Similarly, the combination of keywords is of great importance and construction of the search queries varied between the four methods. Each method used a combination of broad, collective search terms that increase recall, and highly technical terms designed to maximize precision. Broad terms are good for recall but raise the prospect of contaminating the final data set with less relevant papers. Elsevier 2021 and SIRIS used many more terms than the other methods. They included highly specific technical terms that found publications in more concentrated fields. Search strategies that use many narrow, specific terms might produce precise data sets, but require many more such terms to build up a corpus of publications.

The creation of thematic data sets undoubtedly involves an element of subjectivity due to the human dimension. For topics as complex as the SDGs, this is even more challenging due to the diverse nature of subject matter experts. Their expertise will always be different, making it difficult for them to reach reliable consensus on what research is relevant and what is not. Under such circumstances, operationalizing a specific definition or interpretation of SDG 13 in the form of a reference data set is critical. This reference set of publications can be used to test the recall (i.e., what share of the reference set is retrieved by the implemented search queries?). The query can be systematically expanded until a certain minimum threshold of recall is reached. The query should be tweaked during this process to keep precision above a defined cut-off point. Such reference sets can be made up of specialist journals, specialized research groups, or publication clusters highly relevant to the target literature. Both the selection of the reference set and the recall rate will influence the outcome and overlap with other methods. Even if the different methods started with the same interpretation of an SDG, they would still produce different results because of discrepancies between their operationalization processes. Unfortunately, we know too little about how each method operationalized their searches, limiting our ability to compare them. This requires further investigation to reveal the causes of the low level of overlap between the methods reported in this study as well as to guide future work on the development of such data sets.

The four methods used three different databases between them. Web of Science is the most selective of the three and aims to capture scholarly literature from high-impact sources. Meanwhile Scopus has become more inclusive, and Dimensions searches an even larger corpus of literature. That STRINGS and SIRIS had relatively small coverage surpluses against the other methods confirmed expectations, as Web of Science indexes fewer publications than the other databases. Conversely, Dimensions found tens of thousands of additional publications because they are not indexed in Scopus or Web of Science. This is expected because we know that Dimensions covers many publications not indexed in Scopus or Web of Science (Visser et al., 2021).

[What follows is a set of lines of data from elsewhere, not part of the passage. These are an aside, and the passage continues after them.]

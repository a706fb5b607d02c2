//! Upload DTOs

use serde::{Deserialize, Serialize};

use crate::domain::job::JobStatus;

/// Response of `POST /api/upload`
#[derive(Debug, Clone, PartialEq, Serialize, Deserialize)]
pub struct UploadResponse {
    pub job_id: String,
    pub document_count: u32,
    pub status: JobStatus,
}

The databases have different coverage policies and the publications indexed therefore vary. Hence, even running the same search query on different databases will produce different data sets, depending on the emphasis of coverage. Consequently, differences in topic emphasis identified in this study might easily be due to the choice of data source rather than nuances of the search queries. It should be noted that the SIRIS approach was designed to be database agnostic. We applied the SIRIS search strategy to the Web of Science but would expect different results if the same strategy were applied to other bibliographic databases. One method of isolating the impact of the database is to run the keyword searches of one method across different databases. The Bergen Group (Armitage et al., 2020a) made an attempt at this by translating Elsevier’s 2019 keyword search strings into Web of Science syntax. However, this requires great skill, is not always possible, and might raise questions over differences in understanding between the original author and the translator—a common problem in language translation (van Nes, Abma et al., 2010). In our study, we isolated the impact of the data source by separating the surplus into that caused by data source and the remaining portion that we could attribute to the rest of the method.

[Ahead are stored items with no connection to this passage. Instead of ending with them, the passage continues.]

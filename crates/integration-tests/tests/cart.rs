//! Integration tests for the cart synchronizer against the mock API.

use std::path::Path;
use std::sync::Arc;

use glow_client::AppState;
use glow_client::api::ServiceDetail;
use glow_client::config::{ApiConfig, ClientConfig};
use glow_client::services::{AddServiceError, ClearCartError};
use glow_client::store::{KeyValueStore, MemoryStore, keys};
use glow_core::{SalonId, UserId};
use glow_integration_tests::{
    FACIAL_SERVICE, GLAM_SALON, HAIRCUT_SERVICE, KIDS_HAIRCUT_SERVICE, MockApi,
    SAME_CATEGORY_MESSAGE, STYLE_SALON, UNREACHABLE_BASE_URL,
};

struct Fixture {
    mock: MockApi,
    store: Arc<MemoryStore>,
    state: AppState,
    user: UserId,
    salon: SalonId,
}

async fn setup() -> Fixture {
    let mock = MockApi::start().await.expect("Failed to start mock API");
    let config = mock.client_config(Path::new(".unused"));
    let store = Arc::new(MemoryStore::new());
    let state = AppState::with_store(&config, store.clone()).expect("Failed to build state");
    let user = UserId::new(mock.seed_user("Riya", "riya@example.com", "secret"));
    Fixture {
        mock,
        store,
        state,
        user,
        salon: SalonId::new(GLAM_SALON),
    }
}

/// State over `store` whose API calls cannot reach any server.
fn offline_state(store: Arc<MemoryStore>) -> AppState {
    let config = ClientConfig {
        api: ApiConfig::with_base_url(UNREACHABLE_BASE_URL).expect("Invalid base URL"),
        state_dir: ".unused".into(),
        sentry_dsn: None,
        sentry_environment: None,
    };
    AppState::with_store(&config, store).expect("Failed to build state")
}

async fn service(state: &AppState, id: &str) -> ServiceDetail {
    state
        .api()
        .get_salon(&SalonId::new(GLAM_SALON))
        .await
        .expect("Failed to get salon")
        .services
        .into_iter()
        .find(|s| s.id.as_str() == id)
        .expect("Service missing from menu")
}

// ============================================================================
// Add
// ============================================================================

#[tokio::test]
async fn test_add_updates_server_and_mirror() {
    let f = setup().await;
    let haircut = service(&f.state, HAIRCUT_SERVICE).await;

    let cart = f
        .state
        .cart()
        .add_service(&f.user, &f.salon, &haircut)
        .await
        .expect("Add failed");

    assert_eq!(cart.len(), 1);
    assert_eq!(
        cart.last_added().map(|i| i.service_name.as_str()),
        Some("Classic Haircut")
    );
    assert_eq!(
        f.mock.cart_service_ids(f.user.as_str(), GLAM_SALON),
        [HAIRCUT_SERVICE]
    );
    assert_eq!(f.state.cart().cached(&f.user, &f.salon), Some(cart));
}

#[tokio::test]
async fn test_same_category_rejection_is_verbatim_and_keeps_mirror() {
    let f = setup().await;
    let haircut = service(&f.state, HAIRCUT_SERVICE).await;
    let kids = service(&f.state, KIDS_HAIRCUT_SERVICE).await;

    let before = f
        .state
        .cart()
        .add_service(&f.user, &f.salon, &haircut)
        .await
        .expect("First add failed");
    let persisted = f.store.get(keys::CART).expect("Store read failed");

    let err = f
        .state
        .cart()
        .add_service(&f.user, &f.salon, &kids)
        .await
        .expect_err("Second haircut should be rejected");

    assert!(matches!(err, AddServiceError::Rejected(ref reason) if reason == SAME_CATEGORY_MESSAGE));
    assert_eq!(f.state.cart().cached(&f.user, &f.salon), Some(before));
    assert_eq!(f.store.get(keys::CART).expect("Store read failed"), persisted);
}

#[tokio::test]
async fn test_configured_rejection_reason() {
    let f = setup().await;
    let facial = service(&f.state, FACIAL_SERVICE).await;
    f.mock.reject_adds_with(Some("Salon is closed today"));

    let err = f
        .state
        .cart()
        .add_service(&f.user, &f.salon, &facial)
        .await
        .expect_err("Add should be rejected");

    assert!(matches!(err, AddServiceError::Rejected(ref reason) if reason == "Salon is closed today"));
    assert_eq!(f.state.cart().cached(&f.user, &f.salon), None);
}

#[tokio::test]
async fn test_concurrent_add_is_refused_without_server_call() {
    let f = setup().await;
    let haircut = service(&f.state, HAIRCUT_SERVICE).await;
    let facial = service(&f.state, FACIAL_SERVICE).await;

    let (first, second) = tokio::join!(
        f.state.cart().add_service(&f.user, &f.salon, &haircut),
        f.state.cart().add_service(&f.user, &f.salon, &facial),
    );

    assert!(first.is_ok());
    assert!(matches!(second, Err(AddServiceError::InFlight)));
    assert_eq!(f.mock.cart_add_calls(), 1);

    // The guard is released once the first request completes
    f.state
        .cart()
        .add_service(&f.user, &f.salon, &facial)
        .await
        .expect("Add after completion failed");
    assert_eq!(f.mock.cart_add_calls(), 2);
}

#[tokio::test]
async fn test_add_network_failure() {
    let f = setup().await;
    let haircut = service(&f.state, HAIRCUT_SERVICE).await;

    let err = offline_state(Arc::new(MemoryStore::new()))
        .cart()
        .add_service(&f.user, &f.salon, &haircut)
        .await
        .expect_err("Add should fail");
    assert!(matches!(err, AddServiceError::NetworkFailed(_)));
}

#[tokio::test]
async fn test_network_failed_add_keeps_persisted_bytes() {
    let f = setup().await;
    let haircut = service(&f.state, HAIRCUT_SERVICE).await;
    let facial = service(&f.state, FACIAL_SERVICE).await;
    let added = f
        .state
        .cart()
        .add_service(&f.user, &f.salon, &haircut)
        .await
        .expect("Add failed");
    let persisted = f.store.get(keys::CART).expect("Store read failed");
    let offline = offline_state(f.store.clone());

    let err = offline
        .cart()
        .add_service(&f.user, &f.salon, &facial)
        .await
        .expect_err("Add should fail without a server");

    assert!(matches!(err, AddServiceError::NetworkFailed(_)));
    assert_eq!(f.store.get(keys::CART).expect("Store read failed"), persisted);

    // An unreachable server on fetch serves the same mirror
    let fetched = offline.cart().fetch_cart(&f.user, &f.salon).await;
    assert_eq!(fetched, added);
    assert_eq!(f.store.get(keys::CART).expect("Store read failed"), persisted);
}

// ============================================================================
// Fetch
// ============================================================================

#[tokio::test]
async fn test_fetch_replaces_mirror() {
    let f = setup().await;
    let haircut = service(&f.state, HAIRCUT_SERVICE).await;
    let facial = service(&f.state, FACIAL_SERVICE).await;
    f.state
        .cart()
        .add_service(&f.user, &f.salon, &haircut)
        .await
        .expect("Add failed");
    f.state
        .cart()
        .add_service(&f.user, &f.salon, &facial)
        .await
        .expect("Add failed");

    let cart = f.state.cart().fetch_cart(&f.user, &f.salon).await;

    assert_eq!(cart.len(), 2);
    assert_eq!(cart.total_minutes(), 90);
    assert_eq!(cart.total_price().to_string(), "₹1500");
    assert_eq!(f.state.cart().cached(&f.user, &f.salon), Some(cart));
}

#[tokio::test]
async fn test_fetch_failure_falls_back_to_mirror() {
    let f = setup().await;
    let haircut = service(&f.state, HAIRCUT_SERVICE).await;
    let added = f
        .state
        .cart()
        .add_service(&f.user, &f.salon, &haircut)
        .await
        .expect("Add failed");

    f.mock.fail_cart_reads(true);
    let cart = f.state.cart().fetch_cart(&f.user, &f.salon).await;

    assert_eq!(cart, added);
    assert_eq!(f.mock.cart_read_calls(), 1);
}

#[tokio::test]
async fn test_unparseable_cart_body_falls_back_to_mirror() {
    let f = setup().await;
    let haircut = service(&f.state, HAIRCUT_SERVICE).await;
    let added = f
        .state
        .cart()
        .add_service(&f.user, &f.salon, &haircut)
        .await
        .expect("Add failed");

    f.mock.garble_cart_reads(true);
    let cart = f.state.cart().fetch_cart(&f.user, &f.salon).await;

    assert_eq!(cart, added);
    assert_eq!(f.mock.cart_read_calls(), 1);
}

#[tokio::test]
async fn test_fetch_failure_for_other_salon_is_empty() {
    let f = setup().await;
    let haircut = service(&f.state, HAIRCUT_SERVICE).await;
    f.state
        .cart()
        .add_service(&f.user, &f.salon, &haircut)
        .await
        .expect("Add failed");

    f.mock.fail_cart_reads(true);
    let cart = f
        .state
        .cart()
        .fetch_cart(&f.user, &SalonId::new(STYLE_SALON))
        .await;

    assert!(cart.is_empty());
}

// ============================================================================
// Clear
// ============================================================================

#[tokio::test]
async fn test_clear_empties_server_and_mirror() {
    let f = setup().await;
    let haircut = service(&f.state, HAIRCUT_SERVICE).await;
    f.state
        .cart()
        .add_service(&f.user, &f.salon, &haircut)
        .await
        .expect("Add failed");

    f.state
        .cart()
        .clear_cart(&f.user, &f.salon)
        .await
        .expect("Clear failed");

    assert!(f.mock.cart_service_ids(f.user.as_str(), GLAM_SALON).is_empty());
    assert_eq!(
        f.state.cart().cached(&f.user, &f.salon).map(|c| c.len()),
        Some(0)
    );
    assert_eq!(f.mock.cart_clear_calls(), 1);
}

#[tokio::test]
async fn test_clear_network_failure_keeps_mirror() {
    let f = setup().await;
    let haircut = service(&f.state, HAIRCUT_SERVICE).await;
    let added = f
        .state
        .cart()
        .add_service(&f.user, &f.salon, &haircut)
        .await
        .expect("Add failed");
    let offline = offline_state(f.store.clone());

    let err = offline
        .cart()
        .clear_cart(&f.user, &f.salon)
        .await
        .expect_err("Clear should fail without a server");

    assert!(matches!(err, ClearCartError::NetworkFailed(_)));
    assert_eq!(offline.cart().cached(&f.user, &f.salon), Some(added));
    assert_eq!(f.mock.cart_clear_calls(), 0);
}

Finally, all the methods enhanced their data sets but each in a different way. Elsevier 2021 and Dimensions used experts in multiple rounds of relevance checking and then used machine learning algorithms to increase recall. STRINGS added or removed publications depending on whether they were in a relevant topic cluster of publications. SIRIS employed natural language processing at an early stage to produce a long and specific list of technical keywords. The effect of these enhancements could be assessed in a series of controlled studies that only assess the effect of the enhancement. For example, Elsevier has documented (Rivest et al., 2021) a comparison between its pre- and postenhancement data sets and some details behind the machine learning algorithms. We could potentially use the enhancement technique of one of the methods and apply it to the keywords of each method in the comparison. At this stage, we do not have access to all the details of all the enhancement methods and therefore did not attempt analysis of the enhancements or their impacts.

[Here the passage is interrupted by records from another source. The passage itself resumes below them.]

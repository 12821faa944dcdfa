//! Glow & Shine Core - Shared domain types.
//!
//! This crate provides the types shared by every Glow & Shine component:
//! - `client` - Remote API client, session store, and cart synchronizer
//! - `cli` - Command-line front end
//!
//! # Architecture
//!
//! The core crate contains only types and validation - no I/O, no HTTP
//! clients, no persistence. This keeps it lightweight and allows it to be
//! used anywhere.
//!
//! # Modules
//!
//! - [`types`] - Newtype wrappers for ids, emails, prices, OTP codes, and the
//!   service-category catalog

#![cfg_attr(not(test), forbid(unsafe_code))]

pub mod types;

pub use types::*;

We have established that great differences between data sets exist, but what do they mean? The differences described above will necessarily compound one another to produce the data sets and it is perhaps not surprising that they overlap so little. Publications found by one method but not another might be intentional. Each of the methods involves human decisions based on interpretation of the intended outcome, selection of relevant keywords, and construction of the search strings. There may be legitimate differences between the understanding and aims of one group of experts and another. To properly identify the source of the differences between data sets, we need to analyze each stage of the identification methods in isolation to better understand their contribution to the overall differences. In the present study, the comparison between STRINGS and SIRIS eliminates the effect of the database because they both used Web of Science.

As the study of identifying SDG research intensifies, the methods used will come under greater scrutiny. Any groups designing such methods should therefore fully and publicly document their approach, step by step. It is important for readers to know the details of the search strategy, such as which keywords were used, who selected them, and how they were combined into search strings. Database selection is also important because it will determine which records are available for retrieval and affect the size of the final data set. Any enhancements should be described in full, and algorithms deposited in a public repository. The more details provided, the easier the method will be to justify. This is an area of growing interest and peers will be pleased to help improve on methods.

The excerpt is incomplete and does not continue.